Una scelta dovuta "agli attacchi senza precedenti del governo italiano", dicono dal ministero degli Esteri di Parigi, "La campagna per le elezioni europee non può giustificare la mancanza di rispetto per ogni popolo o la sua democrazia. Tutti questi atti creano una situazione seria che mette in discussione le intenzioni del governo italiano nei confronti della sua relazione con la Francia. La Francia invita l'Italia ad agire per ripristinare il rapporto di amicizia e rispetto reciproco, in linea con la nostra storia e del nostro destino comune".

A irritare la Francia sono state le polemiche sollevate oggi dal Viminale per le continue incursioni da parte dei gendarmi francesi sui treni a Ventimiglia. Controlli che spesso causano ritardi significativi alla circolazione ferroviaria o accuse ai capotreno italiani di non rispettare le forze dell'ordine francesi. Ma anche l'incontro avvenuto nei giorni scorsi da i leader del Movimento 5 Stelle, Luigi Di Maio e Alessandro Di Battista, con i gilet gialli. Una "provocazione inaccettabile", l'aveva bollata ieri Parigi.

Quello di oggi è solo il culmine di uno scontro che va avanti da mesi. Dai blitz a Ventimiglia e Bardonecchia al franco imposto alle ex colonie in Africa, dalle accuse sull'accoglienza, fino agli scontri per i conti in Europa.

Perché la Francia continua a sconfinare per controllare chi c'è a bordo e nel caso respingere nel nostro Paese gli immigrati irregolari. Nelle ultime ore è, infatti, tornato centrale nell'agenda dei due Paesi il mantenimento dell'ordine al confine. Ad alzare la voce è ancora una volta il ministero dell'Interno denunciando i soprusi e gli sconfinamentidegli agenti francesi. Una nuova occasione di frizione che non farà che incrinare ulteriormente i già difficili rappoprti tra Matteo Salvini e Emmanuel Macron.

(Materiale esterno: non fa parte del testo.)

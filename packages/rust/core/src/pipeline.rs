//! End-to-end `build` pipeline: fetch → normalize → assemble → validate → persist.

use std::path::PathBuf;
use std::str::FromStr;
use std::time::{Duration, Instant};

use tracing::{info, instrument, warn};
use url::Url;
use uuid::Uuid;

use riskbase_extract::{FetchOptions, FetchedBundle, SourceLocation, fetch_bundle, source_confidence};
use riskbase_normalize::{NormalizerConfig, normalize};
use riskbase_shared::{AppConfig, ErrorHandler, KnowledgeBase, Result, RiskbaseError};
use riskbase_validation::{
    ComprehensiveReport, EngineConfig, SchemaReport, SchemaValidator, ValidationEngine,
};

use crate::assembler::{self, AssembleConfig};

/// Title used when none is configured.
pub const DEFAULT_TITLE: &str = "Occupational AI Exposure Knowledge Base";

/// Which validators run before persistence.
#[derive(Debug, Clone, Copy, Default, PartialEq, Eq)]
pub enum ValidationMode {
    /// Schema validator only.
    Schema,
    /// Validation engine only (includes its own schema pass).
    Comprehensive,
    /// Both, reported separately.
    #[default]
    Both,
}

impl FromStr for ValidationMode {
    type Err = String;

    fn from_str(s: &str) -> std::result::Result<Self, Self::Err> {
        match s {
            "schema" => Ok(Self::Schema),
            "comprehensive" => Ok(Self::Comprehensive),
            "both" => Ok(Self::Both),
            other => Err(format!(
                "unknown validation mode '{other}' (expected schema, comprehensive or both)"
            )),
        }
    }
}

impl std::fmt::Display for ValidationMode {
    fn fmt(&self, f: &mut std::fmt::Formatter<'_>) -> std::fmt::Result {
        f.write_str(match self {
            Self::Schema => "schema",
            Self::Comprehensive => "comprehensive",
            Self::Both => "both",
        })
    }
}

impl ValidationMode {
    fn runs_schema(self) -> bool {
        matches!(self, Self::Schema | Self::Both)
    }

    fn runs_engine(self) -> bool {
        matches!(self, Self::Comprehensive | Self::Both)
    }
}

/// Configuration for the `build` pipeline.
#[derive(Debug, Clone)]
pub struct BuildConfig {
    /// Where the extraction bundle lives.
    pub source: SourceLocation,
    /// Directory receiving the persisted files.
    pub output_dir: PathBuf,
    pub validation: ValidationMode,
    /// Version stamped into the knowledge base metadata.
    pub kb_version: String,
    pub title: String,
    pub arxiv_id: Option<String>,
    pub publication_date: Option<String>,
    pub fetch: FetchOptions,
    pub normalizer: NormalizerConfig,
    pub engine: EngineConfig,
    pub retry: ErrorHandler,
}

impl BuildConfig {
    /// Pipeline config for `source`, taking everything else from `config`.
    pub fn from_app_config(source: SourceLocation, config: &AppConfig) -> Self {
        Self {
            source,
            output_dir: PathBuf::from(&config.defaults.output_dir),
            validation: ValidationMode::default(),
            kb_version: config.defaults.kb_version.clone(),
            title: DEFAULT_TITLE.to_string(),
            arxiv_id: None,
            publication_date: None,
            fetch: FetchOptions::default(),
            normalizer: NormalizerConfig::from(config),
            engine: EngineConfig::from(config),
            retry: ErrorHandler::from(&config.retry),
        }
    }
}

/// Result of the `build` pipeline.
#[derive(Debug)]
pub struct BuildResult {
    pub kb: KnowledgeBase,
    pub schema_report: Option<SchemaReport>,
    pub validation_report: Option<ComprehensiveReport>,
    /// Files written, in write order.
    pub files: Vec<PathBuf>,
    pub elapsed: Duration,
}

/// Progress callback for reporting pipeline status.
pub trait ProgressReporter: Send + Sync {
    /// Called when entering a new phase.
    fn phase(&self, name: &str);
    /// Called when the pipeline completes.
    fn done(&self, result: &BuildResult);
}

/// No-op progress reporter for headless/test usage.
pub struct SilentProgress;

impl ProgressReporter for SilentProgress {
    fn phase(&self, _name: &str) {}
    fn done(&self, _result: &BuildResult) {}
}

/// Run the full `build` pipeline.
///
/// 1. Fetch the extraction bundle (retried)
/// 2. Normalize tables into records
/// 3. Assemble the knowledge base
/// 4. Validate (schema, comprehensive, or both)
/// 5. Persist, unless a critical schema error was found
#[instrument(skip_all, fields(source = %config.source, out = %config.output_dir.display()))]
pub async fn run_pipeline(config: &BuildConfig, progress: &dyn ProgressReporter) -> Result<BuildResult> {
    let start = Instant::now();
    info!(source = %config.source, "starting build pipeline");

    // --- Phase 1: Fetch ---
    progress.phase("Fetching extraction bundle");
    let fetched = config
        .retry
        .with_retry(|| fetch_bundle(&config.source, &config.fetch))
        .await?;

    // --- Phases 2-4: Normalize, assemble, validate ---
    let built = build_knowledge_base(config, fetched, progress)?;

    // --- Phase 5: Persist ---
    progress.phase("Writing knowledge base");
    let files = assembler::persist(&config.output_dir, &built.kb, built.validation_report.as_ref())?;

    let result = BuildResult {
        kb: built.kb,
        schema_report: built.schema_report,
        validation_report: built.validation_report,
        files,
        elapsed: start.elapsed(),
    };

    progress.done(&result);

    info!(
        occupations = result.kb.occupations.len(),
        tables = result.kb.tables.len(),
        quality = result.kb.extraction_info.quality_score,
        elapsed_ms = result.elapsed.as_millis() as u64,
        "build pipeline complete"
    );

    Ok(result)
}

/// A validated, not yet persisted knowledge base.
#[derive(Debug)]
pub struct BuiltKnowledgeBase {
    pub kb: KnowledgeBase,
    pub schema_report: Option<SchemaReport>,
    pub validation_report: Option<ComprehensiveReport>,
}

/// Normalize, assemble and validate a fetched bundle.
///
/// Fails with `InvalidData` when there is nothing to normalize or when
/// validation finds a critical schema error.
pub fn build_knowledge_base(
    config: &BuildConfig,
    fetched: FetchedBundle,
    progress: &dyn ProgressReporter,
) -> Result<BuiltKnowledgeBase> {
    let FetchedBundle { bundle, sha256 } = fetched;

    // --- Phase 2: Normalize ---
    progress.phase("Normalizing tables");
    let output = normalize(&bundle.tables, &config.normalizer)?;
    for issue in &output.issues {
        warn!(%issue, "normalization issue");
    }

    // --- Phase 3: Assemble ---
    progress.phase("Assembling knowledge base");
    let now = chrono::Utc::now();
    let assemble_config = AssembleConfig {
        title: config.title.clone(),
        version: config.kb_version.clone(),
        source_url: bundle
            .source
            .clone()
            .unwrap_or_else(|| source_url(&config.source)),
        arxiv_id: config.arxiv_id.clone(),
        publication_date: config.publication_date.clone(),
        extraction_date: now,
        run_id: Uuid::now_v7(),
        source_confidence: source_confidence(&bundle),
        source_sha256: Some(sha256),
    };
    let kb = assembler::assemble(&assemble_config, output);

    // --- Phase 4: Validate ---
    progress.phase("Validating knowledge base");
    let schema_report = config
        .validation
        .runs_schema()
        .then(|| SchemaValidator::new(config.engine.schema.clone()).validate(&kb));
    let validation_report = config
        .validation
        .runs_engine()
        .then(|| ValidationEngine::new(config.engine.clone()).validate(&kb));

    let critical_report = schema_report
        .as_ref()
        .or(validation_report.as_ref().map(|r| &r.schema))
        .filter(|r| r.has_critical());
    if let Some(report) = critical_report {
        return Err(RiskbaseError::invalid_data(
            "knowledge base failed schema validation",
            report.errors.iter().map(ToString::to_string).collect(),
        ));
    }

    Ok(BuiltKnowledgeBase {
        kb,
        schema_report,
        validation_report,
    })
}

/// `source` as a URL string; local paths become `file://` URLs when possible.
fn source_url(source: &SourceLocation) -> String {
    match source {
        SourceLocation::Http(url) => url.to_string(),
        SourceLocation::File(path) => std::path::absolute(path)
            .ok()
            .and_then(|abs| Url::from_file_path(abs).ok())
            .map(String::from)
            .unwrap_or_else(|| path.display().to_string()),
    }
}

#[cfg(test)]
mod tests {
    use std::path::Path;
    use std::sync::Mutex;

    use riskbase_validation::Severity;

    use super::*;
    use crate::assembler::{KB_FILE, METADATA_FILE, REPORT_FILE, load_knowledge_base};

    const BUNDLE: &str = r#"{
        "source": "https://arxiv.org/abs/2507.07935",
        "tables": [
            {
                "page": 4,
                "title": "Top occupations by AI applicability score",
                "headers": ["Occupation", "SOC Code", "Score", "Key Tasks"],
                "rows": [
                    ["Interpreters and Translators", "27-3091", "0.49", "Translate documents"],
                    ["Historians", "19-3093", "0.48", "Research archives; Write reports"],
                    ["Passenger Attendants", "53-2031", "0.47", "Answer questions"]
                ],
                "confidence": 0.95
            },
            {
                "page": 6,
                "title": "Exposure by industry",
                "headers": ["Industry", "Exposure"],
                "rows": [["Information", "0.45"], ["Retail", "0.30"]],
                "confidence": 0.9
            }
        ],
        "texts": [{ "page": 1, "text": "Working with AI", "confidence": 0.9 }]
    }"#;

    const OPAQUE_ONLY: &str = r#"{
        "tables": [
            { "page": 1, "title": "Wages", "headers": ["Year", "Wage"], "rows": [["2024", "50"]] }
        ]
    }"#;

    #[derive(Default)]
    struct RecordingProgress {
        phases: Mutex<Vec<String>>,
    }

    impl ProgressReporter for RecordingProgress {
        fn phase(&self, name: &str) {
            self.phases.lock().unwrap().push(name.to_string());
        }
        fn done(&self, _result: &BuildResult) {
            self.phases.lock().unwrap().push("done".into());
        }
    }

    fn temp_dir() -> PathBuf {
        std::env::temp_dir().join(format!("rb-pipeline-{}", Uuid::now_v7()))
    }

    fn write_bundle(dir: &Path, body: &str) -> PathBuf {
        std::fs::create_dir_all(dir).unwrap();
        let path = dir.join("bundle.json");
        std::fs::write(&path, body).unwrap();
        path
    }

    fn config(source: PathBuf, out: PathBuf) -> BuildConfig {
        let mut config = BuildConfig::from_app_config(SourceLocation::File(source), &AppConfig::default());
        config.output_dir = out;
        config.retry.base_delay = Duration::from_millis(1);
        config
    }

    #[test]
    fn validation_mode_parses() {
        assert_eq!("schema".parse::<ValidationMode>().unwrap(), ValidationMode::Schema);
        assert_eq!("both".parse::<ValidationMode>().unwrap(), ValidationMode::Both);
        assert!("all".parse::<ValidationMode>().is_err());
        assert_eq!(ValidationMode::Comprehensive.to_string(), "comprehensive");
    }

    #[tokio::test]
    async fn builds_and_persists_knowledge_base() {
        let dir = temp_dir();
        let source = write_bundle(&dir, BUNDLE);
        let out = dir.join("kb");
        let progress = RecordingProgress::default();

        let result = run_pipeline(&config(source, out.clone()), &progress).await.unwrap();

        assert_eq!(result.kb.occupations.len(), 3);
        assert_eq!(result.kb.tables.len(), 2);
        assert_eq!(result.kb.metadata.source_url, "https://arxiv.org/abs/2507.07935");
        assert!(result.kb.extraction_info.source_sha256.is_some());
        // (100 − 0) × 0.9 − 20 − 15
        assert!((result.kb.extraction_info.quality_score - 55.0).abs() < 1e-9);
        assert!(!result.kb.extraction_info.manual_review_required);

        let schema = result.schema_report.as_ref().unwrap();
        assert!(schema.is_valid);
        assert_eq!(schema.warnings.len(), 2);
        assert_eq!(schema.count(Severity::High), 0);
        assert!(result.validation_report.is_some());

        assert_eq!(result.files, vec![out.join(KB_FILE), out.join(METADATA_FILE), out.join(REPORT_FILE)]);
        let reloaded = load_knowledge_base(&out).unwrap();
        assert_eq!(reloaded, result.kb);

        let phases = progress.phases.lock().unwrap();
        assert_eq!(phases.first().map(String::as_str), Some("Fetching extraction bundle"));
        assert_eq!(phases.last().map(String::as_str), Some("done"));

        let _ = std::fs::remove_dir_all(&dir);
    }

    #[tokio::test]
    async fn schema_only_mode_writes_no_report() {
        let dir = temp_dir();
        let source = write_bundle(&dir, BUNDLE);
        let out = dir.join("kb");
        let mut config = config(source, out.clone());
        config.validation = ValidationMode::Schema;

        let result = run_pipeline(&config, &SilentProgress).await.unwrap();
        assert!(result.validation_report.is_none());
        assert_eq!(result.files.len(), 2);
        assert!(!out.join(REPORT_FILE).exists());

        let _ = std::fs::remove_dir_all(&dir);
    }

    #[tokio::test]
    async fn schema_only_rebuild_removes_earlier_report() {
        let dir = temp_dir();
        let source = write_bundle(&dir, BUNDLE);
        let out = dir.join("kb");

        let first = run_pipeline(&config(source.clone(), out.clone()), &SilentProgress)
            .await
            .unwrap();
        assert_eq!(first.files.len(), 3);
        assert!(out.join(REPORT_FILE).exists());

        let mut config = config(source, out.clone());
        config.validation = ValidationMode::Schema;
        let second = run_pipeline(&config, &SilentProgress).await.unwrap();
        assert_eq!(second.files.len(), 2);
        assert!(!out.join(REPORT_FILE).exists());
        assert_eq!(load_knowledge_base(&out).unwrap(), second.kb);

        let _ = std::fs::remove_dir_all(&dir);
    }

    #[tokio::test]
    async fn critical_schema_error_aborts_persistence() {
        let dir = temp_dir();
        let source = write_bundle(&dir, OPAQUE_ONLY);
        let out = dir.join("kb");

        let err = run_pipeline(&config(source, out.clone()), &SilentProgress)
            .await
            .unwrap_err();
        match err {
            RiskbaseError::InvalidData { errors, .. } => {
                assert!(errors.iter().any(|e| e.contains("no occupations")));
            }
            other => panic!("expected InvalidData, got {other:?}"),
        }
        assert!(!out.join(KB_FILE).exists());

        let _ = std::fs::remove_dir_all(&dir);
    }

    #[tokio::test]
    async fn missing_source_is_retried_then_reported() {
        let dir = temp_dir();
        let config = config(dir.join("missing.json"), dir.join("kb"));

        let err = run_pipeline(&config, &SilentProgress).await.unwrap_err();
        assert_eq!(err.code(), "IO_ERROR");
    }

    #[tokio::test]
    async fn malformed_bundle_is_a_parse_error() {
        let dir = temp_dir();
        let source = write_bundle(&dir, "{ \"tables\": [ ");

        let err = run_pipeline(&config(source, dir.join("kb")), &SilentProgress)
            .await
            .unwrap_err();
        assert_eq!(err.code(), "PARSE_ERROR");

        let _ = std::fs::remove_dir_all(&dir);
    }

    #[test]
    fn file_sources_become_file_urls() {
        let url = source_url(&SourceLocation::File(PathBuf::from("/tmp/bundle.json")));
        assert_eq!(url, "file:///tmp/bundle.json");
    }
}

"Questa volta - fanno sapere dal Viminale - si tratta del comportamento della polizia doganale di Parigi". Sempre più spesso, infatti, gli agenti d'Oltralpe salgono a bordo dei treni italiani, alla stazione di Modane, per effettuare operazioni di controllo su passeggeri e merci e tengono fermi i convogli a lungo. Il risultato? Una vera e propria concorrenza sleale. I fortissimi ritardi danneggiano, infatti, sia i viaggiatori sia le imprese. Ma non solo. 

Si registrano anche svariati problemi per i responsabili dei treni italiani: in alcuni casi i convogli sono partiti con i doganieri ancora a bordo scatenando così reazioni particolarmente stizzite da parte di Parigi. Il capotreno italiano, che ha dato il via libera alla partenza, rischia ora una misura detentiva doganale per "opposizione allo svolgimento delle proprie funzioni". Un reato punibile con un anno di reclusione e una multa da almeno 15mila euro. Il Viminale ha già contattato le autorità francesi pretendendo "rispetto e ragionevolezza". "L'auspicio - fanno sapere dal ministero dell'Interno - è individuare immediatamente un punto di equilibrio, uniformando le operazioni di controllo".

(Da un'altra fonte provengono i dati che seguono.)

//! Pareto dominance on minimize-oriented objective vectors.
//!
//! `a` dominates `b` iff `a[i] <= b[i]` for every objective and
//! `a[i] < b[i]` for at least one. Equal vectors do not dominate each
//! other.

use serde::{Deserialize, Serialize};

/// Dominance comparison result.
#[derive(Debug, Clone, Copy, PartialEq, Eq, Serialize, Deserialize)]
pub enum Dominance {
    /// Left dominates right.
    Left,
    /// Right dominates left.
    Right,
    /// Neither dominates the other (incomparable or equal).
    Neither,
}

/// Compares two objective vectors of equal length for Pareto dominance.
pub fn compare(a: &[f64], b: &[f64]) -> Dominance {
    debug_assert_eq!(a.len(), b.len(), "objective vectors must have equal length");

    let mut a_better_in_some = false;
    let mut b_better_in_some = false;

    for (&va, &vb) in a.iter().zip(b.iter()) {
        if va < vb {
            a_better_in_some = true;
        } else if vb < va {
            b_better_in_some = true;
        }
        if a_better_in_some && b_better_in_some {
            return Dominance::Neither;
        }
    }

    match (a_better_in_some, b_better_in_some) {
        (true, false) => Dominance::Left,
        (false, true) => Dominance::Right,
        _ => Dominance::Neither,
    }
}

/// Whether `a` dominates `b`.
#[inline]
pub fn dominates(a: &[f64], b: &[f64]) -> bool {
    compare(a, b) == Dominance::Left
}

È da tempo che al Viminale tengono d'occhio i francesi per questo comportamento. I fari erano già accesi lo scorso ottobre quando la gendarmerie ha obbligato un africano, probabilmente del Mali, che viaggia senza biglietto e, soprattutto, senza documenti, a rientrare nel nostro Paese. "Lo straniero ha superato il confine dall'Italia - avevano tuonato i militari francesi in quell'occasione - e in Italia deve ritornare". Al suo rientro a Torino, l'immigrato era stato immediatamente consegnato alla Polfer e portato nel commissariato locale, ma Salvini aveva comunque tenuto il punto con Parigi portando all'attenzione dell'Eliseo "l'ennesimo episodio di arroganza". "Aggiungiamo un altro capitolo al lungo elenco di lamentele. L'Italia pretende rispetto", aveva commentato il vicepremier leghista ringraziando pubblicamente le nostre forze dell'ordine e i ferrovieri per "non aver abbassato la testa" davanti ai francesi.

Ora il faldone degli sconfinamente inizia ad essere davvero corposo. Da Ventimiglia a Bardonecchia, gli episodi continuano a sommarsi e i rapporti con Macron si fanno sempre più tesi. Anche perché dopo l'accordo firmato con Angela Merkel, il presidente francese è definitivamente uscito allo scoperto. Non che ce e fosse bisogno, ma adesso è chiaro a tutto che sta giocando una partita contro l'Italia.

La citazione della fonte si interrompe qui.